Navy leaders, Oakland city officials and a socially distanced audience attended the ceremony for the third ship in naval service to be named in honor of the city of Oakland. The first USS Oakland was a transport cargo ship commissioned in 1918. The second Oakland was a light cruiser that served in World War II, earning nine battle stars.
Acting Secretary of the Navy Thomas W. Harker delivered the ceremony’s principal address.
“We now have a finished warship behind us that is ready to be placed into commission,” said Harker. “This ship is a marvel of engineering, which will extend our capabilities for any mission across the blue water, from shoreline to shoreline.”

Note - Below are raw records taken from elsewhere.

//! Real-coefficient polynomials in one variable.
//!
//! Coefficients are stored highest degree first, matching the way transfer
//! functions are written (`[1, 3, 2]` is `s^2 + 3s + 2`). Leading zeros are
//! trimmed on construction so the degree is always the length minus one.

use std::ops::{Add, Mul, Neg, Sub};

use nalgebra::DMatrix;
use nalgebra::linalg::Schur;
use num_complex::Complex64;

use crate::error::{LtiError, LtiResult};

/// Iteration cap handed to the Schur decomposition.
const SCHUR_MAX_ITER: usize = 10_000;

/// Newton polishing passes applied to each eigenvalue.
const POLISH_STEPS: usize = 4;

/// Imaginary parts below this fraction of the root magnitude are treated as zero.
const IMAG_SNAP_REL: f64 = 1e-7;

#[derive(Clone, Debug, PartialEq)]
pub struct Polynomial {
    coeffs: Vec<f64>,
}

impl Polynomial {
    /// Build from coefficients, highest degree first.
    ///
    /// An empty slice, or one holding only zeros, yields the zero polynomial.
    pub fn new(coeffs: impl Into<Vec<f64>>) -> Self {
        let mut coeffs: Vec<f64> = coeffs.into();
        let first = coeffs.iter().position(|c| *c != 0.0);
        match first {
            Some(i) => {
                coeffs.drain(..i);
            }
            None => coeffs = vec![0.0],
        }
        Self { coeffs }
    }

    pub fn zero() -> Self {
        Self { coeffs: vec![0.0] }
    }

    pub fn constant(c: f64) -> Self {
        Self::new(vec![c])
    }

    /// The monomial `s`.
    pub fn s() -> Self {
        Self {
            coeffs: vec![1.0, 0.0],
        }
    }

    /// Monic polynomial with the given roots.
    ///
    /// # Errors
    ///
    /// Returns `InvalidInput` if a root is non-finite or the complex roots do
    /// not come in conjugate pairs (the product would have complex coefficients).
    pub fn from_roots(roots: &[Complex64]) -> LtiResult<Self> {
        let mut acc = vec![Complex64::new(1.0, 0.0)];
        for r in roots {
            if !r.re.is_finite() || !r.im.is_finite() {
                return Err(LtiError::invalid_input("root is not finite"));
            }
            let mut next = vec![Complex64::new(0.0, 0.0); acc.len() + 1];
            for (i, a) in acc.iter().enumerate() {
                next[i] += a;
                next[i + 1] -= a * r;
            }
            acc = next;
        }

        let scale = acc.iter().map(|c| c.norm()).fold(1.0, f64::max);
        if acc.iter().any(|c| c.im.abs() > 1e-9 * scale) {
            return Err(LtiError::invalid_input(
                "complex roots must come in conjugate pairs",
            ));
        }
        Ok(Self::new(acc.iter().map(|c| c.re).collect::<Vec<_>>()))
    }

    pub fn coeffs(&self) -> &[f64] {
        &self.coeffs
    }

    pub fn degree(&self) -> usize {
        self.coeffs.len() - 1
    }

    pub fn is_zero(&self) -> bool {
        self.coeffs.len() == 1 && self.coeffs[0] == 0.0
    }

    pub fn leading(&self) -> f64 {
        self.coeffs[0]
    }

    /// Coefficient of `s^power` (zero when out of range).
    pub fn coeff_of_power(&self, power: usize) -> f64 {
        let deg = self.degree();
        if power > deg {
            0.0
        } else {
            self.coeffs[deg - power]
        }
    }

    /// Largest coefficient magnitude.
    pub fn max_abs(&self) -> f64 {
        self.coeffs.iter().fold(0.0, |m, c| m.max(c.abs()))
    }

    /// Multiplicity of the root at `s = 0`.
    pub fn trailing_zeros(&self) -> usize {
        if self.is_zero() {
            return 0;
        }
        self.coeffs.iter().rev().take_while(|c| **c == 0.0).count()
    }

    /// Divide out `s^k`; `k` must not exceed `trailing_zeros()`.
    pub fn shift_down(&self, k: usize) -> Self {
        let k = k.min(self.trailing_zeros());
        Self::new(self.coeffs[..self.coeffs.len() - k].to_vec())
    }

    pub fn scale(&self, k: f64) -> Self {
        Self::new(self.coeffs.iter().map(|c| c * k).collect::<Vec<_>>())
    }

    pub fn derivative(&self) -> Self {
        let deg = self.degree();
        if deg == 0 {
            return Self::zero();
        }
        let coeffs: Vec<f64> = self.coeffs[..deg]
            .iter()
            .enumerate()
            .map(|(i, c)| c * (deg - i) as f64)
            .collect();
        Self::new(coeffs)
    }

    /// Horner evaluation at a real point.
    pub fn eval(&self, x: f64) -> f64 {
        self.coeffs.iter().fold(0.0, |acc, c| acc * x + c)
    }

    /// Horner evaluation at a complex point.
    pub fn eval_complex(&self, s: Complex64) -> Complex64 {
        self.coeffs
            .iter()
            .fold(Complex64::new(0.0, 0.0), |acc, c| acc * s + *c)
    }

    /// Long division: `self = q * divisor + r` with `deg r < deg divisor`.
    ///
    /// # Errors
    ///
    /// Returns `InvalidInput` when dividing by the zero polynomial.
    pub fn div_rem(&self, divisor: &Polynomial) -> LtiResult<(Polynomial, Polynomial)> {
        if divisor.is_zero() {
            return Err(LtiError::invalid_input("division by zero polynomial"));
        }
        let dd = divisor.degree();
        if self.degree() < dd {
            return Ok((Self::zero(), self.clone()));
        }

        let mut rem = self.coeffs.clone();
        let qlen = self.degree() - dd + 1;
        let mut quot = vec![0.0; qlen];
        let lead = divisor.leading();
        for i in 0..qlen {
            let factor = rem[i] / lead;
            quot[i] = factor;
            for (j, d) in divisor.coeffs.iter().enumerate() {
                rem[i + j] -= factor * d;
            }
            rem[i] = 0.0;
        }
        Ok((Self::new(quot), Self::new(rem[qlen..].to_vec())))
    }

    /// All complex roots, with multiplicity.
    ///
    /// Zero roots are peeled off exactly; the rest are eigenvalues of the
    /// companion matrix, polished with guarded Newton steps. Conjugate pairs
    /// are returned exactly symmetric and the list is sorted by real part,
    /// then imaginary part.
    ///
    /// # Errors
    ///
    /// Returns `Invariant` if the eigenvalue iteration hits its cap.
    pub fn roots(&self) -> LtiResult<Vec<Complex64>> {
        if self.degree() == 0 {
            return Ok(Vec::new());
        }

        let zeros = self.trailing_zeros();
        let reduced = self.shift_down(zeros);
        let mut roots = vec![Complex64::new(0.0, 0.0); zeros];

        match reduced.degree() {
            0 => {}
            1 => roots.push(Complex64::new(
                -reduced.coeffs[1] / reduced.coeffs[0],
                0.0,
            )),
            n => {
                let lead = reduced.leading();
                let mut companion = DMatrix::<f64>::zeros(n, n);
                for j in 0..n {
                    companion[(0, j)] = -reduced.coeffs[j + 1] / lead;
                }
                for i in 1..n {
                    companion[(i, i - 1)] = 1.0;
                }

                let schur = Schur::try_new(companion, f64::EPSILON, SCHUR_MAX_ITER).ok_or(
                    LtiError::Invariant {
                        what: "companion eigenvalue iteration did not converge",
                    },
                )?;
                let derivative = reduced.derivative();

                for z in schur.complex_eigenvalues().iter() {
                    let snap = IMAG_SNAP_REL * z.norm().max(1.0);
                    if z.im.abs() <= snap {
                        let r = reduced.polish(&derivative, Complex64::new(z.re, 0.0));
                        roots.push(Complex64::new(r.re, 0.0));
                    } else if z.im > 0.0 {
                        let r = reduced.polish(&derivative, *z);
                        if r.im.abs() <= snap {
                            roots.push(Complex64::new(r.re, 0.0));
                            roots.push(Complex64::new(r.re, 0.0));
                        } else {
                            let upper = Complex64::new(r.re, r.im.abs());
                            roots.push(upper);
                            roots.push(upper.conj());
                        }
                    }
                }
            }
        }

        for r in roots.iter_mut() {
            // normalizes -0.0
            r.re += 0.0;
            r.im += 0.0;
        }
        sort_roots(&mut roots);
        Ok(roots)
    }

    /// Newton refinement that only accepts steps reducing |p(z)|.
    fn polish(&self, derivative: &Polynomial, mut z: Complex64) -> Complex64 {
        let mut residual = self.eval_complex(z).norm();
        for _ in 0..POLISH_STEPS {
            let d = derivative.eval_complex(z);
            if d.norm() == 0.0 || residual == 0.0 {
                break;
            }
            let candidate = z - self.eval_complex(z) / d;
            let r = self.eval_complex(candidate).norm();
            if r.is_finite() && r < residual {
                z = candidate;
                residual = r;
            } else {
                break;
            }
        }
        z
    }

    /// Real roots only (imaginary part exactly zero after cleaning).
    pub fn real_roots(&self) -> LtiResult<Vec<f64>> {
        Ok(self
            .roots()?
            .into_iter()
            .filter(|r| r.im == 0.0)
            .map(|r| r.re)
            .collect())
    }
}

/// Deterministic ordering: real part, then imaginary part.
pub fn sort_roots(roots: &mut [Complex64]) {
    roots.sort_by(|a, b| a.re.total_cmp(&b.re).then(a.im.total_cmp(&b.im)));
}

impl Add for &Polynomial {
    type Output = Polynomial;

    fn add(self, rhs: &Polynomial) -> Polynomial {
        let n = self.coeffs.len().max(rhs.coeffs.len());
        let mut out = vec![0.0; n];
        for (i, c) in self.coeffs.iter().rev().enumerate() {
            out[n - 1 - i] += c;
        }
        for (i, c) in rhs.coeffs.iter().rev().enumerate() {
            out[n - 1 - i] += c;
        }
        Polynomial::new(out)
    }
}

impl Neg for &Polynomial {
    type Output = Polynomial;

    fn neg(self) -> Polynomial {
        self.scale(-1.0)
    }
}

impl Sub for &Polynomial {
    type Output = Polynomial;

    fn sub(self, rhs: &Polynomial) -> Polynomial {
        self + &(-rhs)
    }
}

impl Mul for &Polynomial {
    type Output = Polynomial;

    fn mul(self, rhs: &Polynomial) -> Polynomial {
        let mut out = vec![0.0; self.coeffs.len() + rhs.coeffs.len() - 1];
        for (i, a) in self.coeffs.iter().enumerate() {
            for (j, b) in rhs.coeffs.iter().enumerate() {
                out[i + j] += a * b;
            }
        }
        Polynomial::new(out)
    }
}

#[cfg(test)]
mod tests {
    use super::*;

    fn close(a: Complex64, b: Complex64, tol: f64) -> bool {
        (a - b).norm() <= tol
    }

    #[test]
    fn trims_leading_zeros() {
        let p = Polynomial::new(vec![0.0, 0.0, 1.0, 2.0]);
        assert_eq!(p.coeffs(), &[1.0, 2.0]);
        assert_eq!(p.degree(), 1);
        assert!(Polynomial::new(Vec::new()).is_zero());
    }

    #[test]
    fn arithmetic() {
        let a = Polynomial::new(vec![1.0, 1.0]);
        let b = Polynomial::new(vec![1.0, 2.0]);
        assert_eq!((&a * &b).coeffs(), &[1.0, 3.0, 2.0]);
        assert_eq!((&a + &b).coeffs(), &[2.0, 3.0]);
        assert_eq!((&a - &a).coeffs(), &[0.0]);
        assert_eq!(
            Polynomial::new(vec![1.0, 3.0, 3.0, 1.0]).derivative().coeffs(),
            &[3.0, 6.0, 3.0]
        );
    }

    #[test]
    fn div_rem_exact_and_inexact() {
        let p = Polynomial::new(vec![1.0, 3.0, 2.0]);
        let (q, r) = p.div_rem(&Polynomial::new(vec![1.0, 1.0])).unwrap();
        assert_eq!(q.coeffs(), &[1.0, 2.0]);
        assert!(r.is_zero());

        let (q, r) = p.div_rem(&Polynomial::new(vec![1.0, 0.0])).unwrap();
        assert_eq!(q.coeffs(), &[1.0, 3.0]);
        assert_eq!(r.coeffs(), &[2.0]);

        assert!(p.div_rem(&Polynomial::zero()).is_err());
    }

    #[test]
    fn roots_of_quadratic_with_conjugates() {
        let roots = Polynomial::new(vec![1.0, 2.0, 5.0]).roots().unwrap();
        assert_eq!(roots.len(), 2);
        assert!(close(roots[0], Complex64::new(-1.0, -2.0), 1e-10));
        assert!(close(roots[1], Complex64::new(-1.0, 2.0), 1e-10));
        assert_eq!(roots[0], roots[1].conj());
    }

    #[test]
    fn roots_at_origin_are_exact() {
        let roots = Polynomial::new(vec![1.0, 3.0, 2.0, 0.0]).roots().unwrap();
        assert_eq!(roots.len(), 3);
        assert!(roots.contains(&Complex64::new(0.0, 0.0)));
        assert!(close(roots[0], Complex64::new(-2.0, 0.0), 1e-10));
        assert!(close(roots[1], Complex64::new(-1.0, 0.0), 1e-10));
    }

    #[test]
    fn repeated_roots() {
        let roots = Polynomial::new(vec![1.0, 2.0, 1.0]).roots().unwrap();
        assert_eq!(roots.len(), 2);
        for r in roots {
            assert!(close(r, Complex64::new(-1.0, 0.0), 1e-6));
        }
    }

    #[test]
    fn from_roots_rejects_unpaired_complex() {
        assert!(Polynomial::from_roots(&[Complex64::new(-1.0, 1.0)]).is_err());
        let p = Polynomial::from_roots(&[Complex64::new(-1.0, 1.0), Complex64::new(-1.0, -1.0)])
            .unwrap();
        assert_eq!(p.coeffs(), &[1.0, 2.0, 2.0]);
    }

    #[test]
    fn constant_has_no_roots() {
        assert!(Polynomial::constant(3.0).roots().unwrap().is_empty());
        assert!(Polynomial::zero().roots().unwrap().is_empty());
    }
}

Guest speakers for the event also included U.S. Naval Academy Superintendent Vice Adm. Sean Buck, Program Executive Office Rear Adm. Casey Moton, Austal USA Vice President Larry Ryder and Mayor of Oakland Libby Schaaf.
Kate Brandt, Google’s sustainability officer and the ship’s sponsor, delivered the time-honored Navy order to Oakland’s crew to “Man our ship and bring her to life!”
Oakland’s commanding officer, Cmdr. Francisco X. Garza, reported the ship ready.
“I am incredibly proud of this crew for their dedication to shipmate and ship as we worked toward the commissioning of USS Oakland, said Garza. “We are honored to carry the name 'Oakland' into the fleet."
Oakland will be homeported in San Diego with littoral combat ships USS Independence (LCS 2), USS Coronado (LCS 4), USS Jackson (LCS 6), USS Montgomery (LCS 8), USS Gabrielle Giffords (LCS 10), USS Omaha (LCS 12), USS Manchester (LCS 14), USS Tulsa (LCS 16), USS Charleston (LCS 18), USS Cincinnati (LCS 20), and USS Kansas City (LCS 22).
The littoral combat ship (LCS) is a fast, agile, mission-focused platform designed to operate in near-shore environments, while capable of open-ocean tasking. LCS can support forward presence, maritime security, sea control, and deterrence. The underlying strength of LCS lies in its innovative design approach, applying modularity for operational flexibility.